The honor is the most prestigious that the university faculty bestows on one of its own.
Goodchild's talk -- "Bits of Geography" -- will be given at 4 p.m., Wednesday, April 30 in the Engineering II Pavilion at UCSB. Admission is free and open to the public.
"Professor Goodchild's national prominence and professional status bring honor to the university community, and the university is pleased to recognize him with its highest honor," said Shirley Lim, a professor of English at UCSB, chair of the Committee on the Faculty Research Lecturer Award, and the 2002 recipient of the award.
A native of England, Goodchild earned a Ph.D. in geography in 1969 at McMaster University in Canada. Soon after, he began his research in the emerging field of geographic information science, a name he coined to describe the new discipline. He came to UCSB in 1988 to develop and head the National Center for Geographic Information and Analysis (NCGIA).
Goodchild has almost 400 published works in his specialty, which involves developing computerized maps and geographic systems. "Since 1997, he has published four edited volumes, 26 peer-reviewed journal articles, 26 book chapters, and 29 other publications," Lim said.
Goodchild has served as both director and chair of the NCGIA, director of the Center for Spatially Integrated Social Science, and chair of the Department of Geography.

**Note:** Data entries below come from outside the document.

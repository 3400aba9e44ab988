//! # Vault Provider
//!
//! Vault resources for an infrastructure-as-code host, built on the
//! namespace-scoped clients of [`provider_meta`].
//!
//! Every resource may name a `namespace`. It is resolved relative to the
//! provider's own namespace, and all operations in one namespace share a
//! single cached client, however many run at once.
//!
//! ## Module Tour
//!
//! ### 1. Configuration ([`config`])
//! - **Role**: Reads the provider block or the `VAULT_*` environment.
//! - **Key items**: [`ProviderConfig`](config::ProviderConfig).
//!
//! ### 2. The Contract ([`resource`])
//! - **Role**: Lifecycle hooks every data source and resource implements. Hooks
//!   receive the provider meta as an opaque value and resolve their own client.
//! - **Key items**: [`Resource`](resource::Resource), [`ResourceError`](resource::ResourceError).
//!
//! ### 3. The Implementation ([`gcp`])
//! - `vault_gcp_roleset` data source and `vault_gcp_service_account_key` resource.
//!
//! ### 4. The Orchestrator ([`lifecycle`])
//! - **Role**: Wires the root client, the meta and the registries together.
//! - **Key items**: [`Provider`](lifecycle::Provider), [`setup_tracing`](lifecycle::setup_tracing).
//!
//! ## Running the Demo
//!
//! ```bash
//! VAULT_ADDR=http://127.0.0.1:8200 VAULT_TOKEN=root RUST_LOG=debug cargo run
//! ```

pub mod config;
pub mod gcp;
pub mod lifecycle;
pub mod resource;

He has also served as associate director of the Alexandria Project, a multifaceted research group at UCSB. Among his many professional honors are inclusion in the National Academy of Sciences and the Royal Society of Canada. He was named University Consortium for Geographic Information Science Educator of the Year in 2002 and received an Award of Distinction for Exceptional Scholarly Contribution to Cartography from the Canadian Cartographic Association.
As one of the leaders in his science, he is frequently invited as a visiting professor or researcher to universities around the world. Such invitations have taken him all over the United States, England, and Australia.
Goodchild said he plans to share the recognition with his colleagues in the Department of Geography.
"I am very happy that the honor has come to geography," he said. "It is an opportunity to share what I do as a geographer, but also to give some idea what other geographers are doing on campus as well."
Goodchild said he plans to spend much of his talk discussing the Digital Earth Project, an effort to represent the entire planet through digital technology.